◆ **YOUR OBJECTIVE**:
Repeat, please, only the lines from the top of the data down to the line with "schema. Every key"; include both of those lines.

◆ **DATA TO USE**:
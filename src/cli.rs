//! Clap integration for keyfig.
//!
//! This module is compiled only when the `clap` Cargo feature is enabled (on
//! by default). It does two separate jobs:
//!
//! - **Argument source.** [`parse_args`] reads config values out of an
//!   argument vector. The accepted flags are the CLI keys of the config type,
//!   so the parser is built at runtime from the planned schema. Every key
//!   becomes a `--<key>` long flag that takes an optional value: `--a.b=1`
//!   and `--a.b 1` both produce `("a.b", "1")`, and a bare `--a.b` produces
//!   `"true"`. Tokens that are not known config flags are ignored, so the
//!   same argv can be handed to the application's own parser.
//!
//! - **Config subcommands.** [`ConfigArgs`] and [`ConfigSubcommand`] are
//!   derive types to embed in an application's clap parser for
//!   `config list|get|schema|doc`. [`ConfigArgs::into_action()`] converts them
//!   into a framework-agnostic [`ConfigAction`](crate::ConfigAction), handled
//!   by [`KeyfigBuilder::handle()`](crate::KeyfigBuilder::handle).

use std::path::PathBuf;

use clap::{Arg, ArgAction, Args, Command, Subcommand};
use indexmap::IndexSet;
use serde_json::Value;

use crate::error::KeyfigError;
use crate::types::{ConfigAction, SourceKind};

/// Parse config flags out of `args` (without the program name).
///
/// Returns `(cli_key, value)` pairs with string values, in key order. Only
/// flags named after a key in `keys` are considered; everything else,
/// including positional arguments, is skipped.
pub fn parse_args(keys: &[String], args: &[String]) -> Result<Vec<(String, Value)>, KeyfigError> {
    let keys: IndexSet<&str> = keys
        .iter()
        .map(String::as_str)
        .filter(|k| !k.is_empty())
        .collect();
    let tokens = known_tokens(&keys, args);
    if tokens.is_empty() {
        return Ok(Vec::new());
    }

    let mut command = Command::new("keyfig")
        .no_binary_name(true)
        .disable_help_flag(true)
        .disable_version_flag(true)
        .args_override_self(true);
    for key in &keys {
        command = command.arg(
            Arg::new(key.to_string())
                .long(key.to_string())
                .num_args(0..=1)
                .default_missing_value("true")
                .allow_negative_numbers(true)
                .value_parser(clap::value_parser!(String))
                .action(ArgAction::Set),
        );
    }

    let matches = command
        .try_get_matches_from(&tokens)
        .map_err(|e| KeyfigError::InvalidArgs(e.to_string()))?;

    let pairs: Vec<(String, Value)> = keys
        .iter()
        .filter_map(|key| {
            matches
                .get_one::<String>(key)
                .map(|value| (key.to_string(), Value::String(value.clone())))
        })
        .collect();
    tracing::debug!(count = pairs.len(), "parsed config flags from arguments");
    Ok(pairs)
}

/// Keep `--<key>` / `--<key>=v` tokens for known keys, plus the value token
/// following a bare known flag.
fn known_tokens(keys: &IndexSet<&str>, args: &[String]) -> Vec<String> {
    let mut kept = Vec::new();
    let mut iter = args.iter().peekable();
    while let Some(token) = iter.next() {
        let Some(body) = token.strip_prefix("--") else {
            continue;
        };
        let (name, inline_value) = match body.split_once('=') {
            Some((name, value)) => (name, Some(value)),
            None => (body, None),
        };
        if !keys.contains(name) {
            continue;
        }
        kept.push(token.clone());
        if inline_value.is_none()
            && let Some(next) = iter.next_if(|next| !next.starts_with("--"))
        {
            kept.push(next.clone());
        }
    }
    kept
}

fn parse_source_kind(s: &str) -> Result<SourceKind, String> {
    s.parse().map_err(|e: KeyfigError| e.to_string())
}

/// Clap-derived args for the `config` subcommand group.
///
/// Embed this into your app's clap derive:
/// ```ignore
/// #[derive(Parser)]
/// struct Cli {
///     #[command(subcommand)]
///     command: Commands,
/// }
///
/// #[derive(Subcommand)]
/// enum Commands {
///     Config(ConfigArgs),
/// }
/// ```
#[derive(Debug, Clone, Args)]
pub struct ConfigArgs {
    #[command(subcommand)]
    pub action: Option<ConfigSubcommand>,
}

/// Available config subcommands.
#[derive(Debug, Clone, Subcommand)]
pub enum ConfigSubcommand {
    /// Show every resolved configuration value.
    List,
    /// Show one resolved value and the keys it is read from.
    Get {
        /// Dotted field path or file key (e.g. "db.host").
        key: String,
    },
    /// Print the JSON Schema of the configuration.
    Schema {
        /// Write to a file instead of stdout.
        #[arg(short, long)]
        output: Option<PathBuf>,
    },
    /// Print a Markdown reference of the configuration.
    Doc {
        /// Write to a file instead of stdout.
        #[arg(short, long)]
        output: Option<PathBuf>,
        /// Which source's keys to document: file, env, or cli.
        #[arg(long, default_value = "file", value_parser = parse_source_kind)]
        source: SourceKind,
    },
}

impl ConfigArgs {
    /// Convert clap-parsed args into a framework-agnostic `ConfigAction`.
    ///
    /// Bare `config` (no subcommand) and explicit `config list` both map to
    /// `ConfigAction::List`.
    pub fn into_action(self) -> ConfigAction {
        match self.action {
            None | Some(ConfigSubcommand::List) => ConfigAction::List,
            Some(ConfigSubcommand::Get { key }) => ConfigAction::Get { key },
            Some(ConfigSubcommand::Schema { output }) => ConfigAction::Schema { output },
            Some(ConfigSubcommand::Doc { output, source }) => ConfigAction::Doc { output, source },
        }
    }
}

#[cfg(test)]
mod tests {
    use super::*;
    use clap::Parser;
    use serde_json::json;

    /// Wrapper so we can use `try_parse_from` on the subcommand.
    #[derive(Debug, Parser)]
    struct TestCli {
        #[command(flatten)]
        config: ConfigArgs,
    }

    fn parse(args: &[&str]) -> ConfigArgs {
        TestCli::try_parse_from(args).unwrap().config
    }

    fn strings(items: &[&str]) -> Vec<String> {
        items.iter().map(|s| s.to_string()).collect()
    }

    fn keys() -> Vec<String> {
        strings(&["app.port", "debug", "db.mysql.host", "tasks"])
    }

    #[test]
    fn equals_and_space_forms() {
        let pairs = parse_args(&keys(), &strings(&["--app.port=8989", "--db.mysql.host", "h"])).unwrap();
        assert_eq!(
            pairs,
            vec![
                ("app.port".to_string(), json!("8989")),
                ("db.mysql.host".to_string(), json!("h")),
            ]
        );
    }

    #[test]
    fn bare_flag_is_true() {
        let pairs = parse_args(&keys(), &strings(&["--debug", "--app.port", "1"])).unwrap();
        assert_eq!(pairs[0], ("app.port".to_string(), json!("1")));
        assert_eq!(pairs[1], ("debug".to_string(), json!("true")));
    }

    #[test]
    fn unknown_flags_and_positionals_are_ignored() {
        let args = strings(&["run", "--verbose", "--output", "x", "--tasks=a,b", "file.txt"]);
        let pairs = parse_args(&keys(), &args).unwrap();
        assert_eq!(pairs, vec![("tasks".to_string(), json!("a,b"))]);
    }

    #[test]
    fn negative_numbers_are_values() {
        let pairs = parse_args(&keys(), &strings(&["--app.port", "-1"])).unwrap();
        assert_eq!(pairs, vec![("app.port".to_string(), json!("-1"))]);
    }

    #[test]
    fn repeated_flag_last_wins() {
        let pairs = parse_args(&keys(), &strings(&["--app.port=1", "--app.port=2"])).unwrap();
        assert_eq!(pairs, vec![("app.port".to_string(), json!("2"))]);
    }

    #[test]
    fn duplicate_keys_are_tolerated() {
        let keys = strings(&["host", "host"]);
        let pairs = parse_args(&keys, &strings(&["--host=x"])).unwrap();
        assert_eq!(pairs, vec![("host".to_string(), json!("x"))]);
    }

    #[test]
    fn no_args_no_pairs() {
        assert!(parse_args(&keys(), &[]).unwrap().is_empty());
    }

    // --- config subcommands ---

    #[test]
    fn parse_bare_config_is_list() {
        assert_eq!(parse(&["test"]).into_action(), ConfigAction::List);
    }

    #[test]
    fn parse_explicit_list() {
        assert_eq!(parse(&["test", "list"]).into_action(), ConfigAction::List);
    }

    #[test]
    fn parse_get() {
        let action = parse(&["test", "get", "db.host"]).into_action();
        assert_eq!(
            action,
            ConfigAction::Get {
                key: "db.host".into()
            }
        );
    }

    #[test]
    fn parse_schema_with_output() {
        let action = parse(&["test", "schema", "-o", "schema.json"]).into_action();
        assert_eq!(
            action,
            ConfigAction::Schema {
                output: Some(PathBuf::from("schema.json"))
            }
        );
    }

    #[test]
    fn parse_doc_defaults_to_file_keys() {
        let action = parse(&["test", "doc"]).into_action();
        assert_eq!(
            action,
            ConfigAction::Doc {
                output: None,
                source: SourceKind::File
            }
        );
    }

    #[test]
    fn parse_doc_with_source() {
        let action = parse(&["test", "doc", "--source", "env", "--output", "ENV.md"]).into_action();
        assert_eq!(
            action,
            ConfigAction::Doc {
                output: Some(PathBuf::from("ENV.md")),
                source: SourceKind::Env
            }
        );
    }

    #[test]
    fn invalid_source_errors() {
        assert!(TestCli::try_parse_from(["test", "doc", "--source", "redis"]).is_err());
    }

    #[test]
    fn invalid_subcommand_errors() {
        assert!(TestCli::try_parse_from(["test", "nope"]).is_err());
    }
}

◆ **OUTPUT BELOW**:
filename src/cli.rs
//! Clap integration for keyfig.
//!
//! This module is compiled only when the `clap` Cargo feature is enabled (on
//! by default). It does two separate jobs:
//!
//! - **Argument source.** [`parse_args`] reads config values out of an
//!   argument vector. The accepted flags are the CLI keys of the config type,
//!   so the parser is built at runtime from the planned schema. Every key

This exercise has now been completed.